Exercise description:
Your answer should repeat every record verbatim.

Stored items
=== Begin Enclosure ===

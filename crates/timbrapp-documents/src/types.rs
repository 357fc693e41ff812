use serde::{Deserialize, Serialize};

/// Read state of a document. The original wire value for the unread state
/// contains a space ("non letto").
#[derive(Debug, Clone, Copy, PartialEq, Eq, Serialize, Deserialize, Default)]
pub enum StatoLettura {
    #[serde(rename = "letto")]
    Letto,
    #[default]
    #[serde(rename = "non letto")]
    NonLetto,
}

impl StatoLettura {
    pub fn as_str(&self) -> &'static str {
        match self {
            StatoLettura::Letto => "letto",
            StatoLettura::NonLetto => "non letto",
        }
    }

    pub fn parse(s: &str) -> Option<Self> {
        match s {
            "letto" => Some(StatoLettura::Letto),
            "non letto" => Some(StatoLettura::NonLetto),
            _ => None,
        }
    }
}

#[derive(Debug, Clone, Serialize, Deserialize)]
#[serde(rename_all = "camelCase")]
pub struct Tipologia {
    pub id: i64,
    pub nome: String,
    pub created_at: String,
    pub updated_at: String,
}

#[derive(Debug, Clone, Deserialize)]
#[serde(rename_all = "camelCase")]
pub struct NewTipologia {
    pub nome: String,
}

#[derive(Debug, Clone, Serialize)]
#[serde(rename_all = "camelCase")]
pub struct Documento {
    pub id: i64,
    pub user_id: i64,
    pub tipologia_id: i64,
    pub nome: String,
    pub url: String,
    #[serde(rename = "stato_lettura")]
    pub stato_lettura: StatoLettura,
    pub created_at: String,
    pub updated_at: String,
}

/// Owner projection attached to document responses.
#[derive(Debug, Clone, Serialize)]
#[serde(rename_all = "camelCase")]
pub struct DocumentoOwner {
    pub id: i64,
    pub nome: String,
    pub email: String,
}

/// Document decorated with its tipologia and (optionally) its owner.
#[derive(Debug, Clone, Serialize)]
#[serde(rename_all = "camelCase")]
pub struct DocumentoDetail {
    #[serde(flatten)]
    pub documento: Documento,
    pub tipologia: Tipologia,
    #[serde(skip_serializing_if = "Option::is_none")]
    pub user: Option<DocumentoOwner>,
}

#[derive(Debug, Clone, Deserialize)]
#[serde(rename_all = "camelCase")]
pub struct NewDocumento {
    pub user_id: i64,
    pub tipologia_id: i64,
    pub nome: String,
    pub url: String,
}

=== End Enclosure ===

Output for this task:
filename crates/timbrapp-documents/src/types.rs
repository 357fc693e41ff812
use serde::{Deserialize, Serialize};

/// Read state of a document. The original wire value for the unread state
/// contains a space ("non letto").
#[derive(Debug, Clone, Copy, PartialEq, Eq, Serialize, Deserialize, Default)]
pub enum StatoLettura {
    #[serde(rename = "letto")]
    Letto,
    #[default]
    #[serde(rename = "non letto")]
    NonLetto,
}

impl StatoLettura {
    pub fn as_str(&self) -> &'static str {
        match self {
            StatoLettura::Letto => "letto",
            StatoLettura::NonLetto => "non letto",
        }
    }

    pub fn parse(s: &str) -> Option<Self> {
        match s {
            "letto" => Some(StatoLettura::Letto),
            "non letto" => Some(StatoLettura::NonLetto),
            _ => None,
        }
    }
}

#[derive(Debug, Clone, Serialize, Deserialize)]
#[serde(rename_all = "camelCase")]
pub struct Tipologia {
    pub id: i64,
    pub nome: String,
    pub created_at: String,
    pub updated_at: String,
}

#[derive(Debug, Clone, Deserialize)]
#[serde(rename_all = "camelCase")]
pub struct NewTipologia {
    pub nome: String,
}

#[derive(Debug, Clone, Serialize)]
#[serde(rename_all = "camelCase")]
pub struct Documento {
    pub id: i64,
    pub user_id: i64,
    pub tipologia_id: i64,
    pub nome: String,
    pub url: String,
    #[serde(rename = "stato_lettura")]
    pub stato_lettura: StatoLettura,
    pub created_at: String,
    pub updated_at: String,
}

/// Owner projection attached to document responses.
#[derive(Debug, Clone, Serialize)]
#[serde(rename_all = "camelCase")]
pub struct DocumentoOwner {
    pub id: i64,
    pub nome: String,
    pub email: String,
}

/// Document decorated with its tipologia and (optionally) its owner.
#[derive(Debug, Clone, Serialize)]
#[serde(rename_all = "camelCase")]
pub struct DocumentoDetail {
    #[serde(flatten)]
    pub documento: Documento,
    pub tipologia: Tipologia,
    #[serde(skip_serializing_if = "Option::is_none")]
    pub user: Option<DocumentoOwner>,
}

#[derive(Debug, Clone, Deserialize)]
#[serde(rename_all = "camelCase")]
pub struct NewDocumento {
    pub user_id: i64,
    pub tipologia_id: i64,
    pub nome: String,
    pub url: String,
}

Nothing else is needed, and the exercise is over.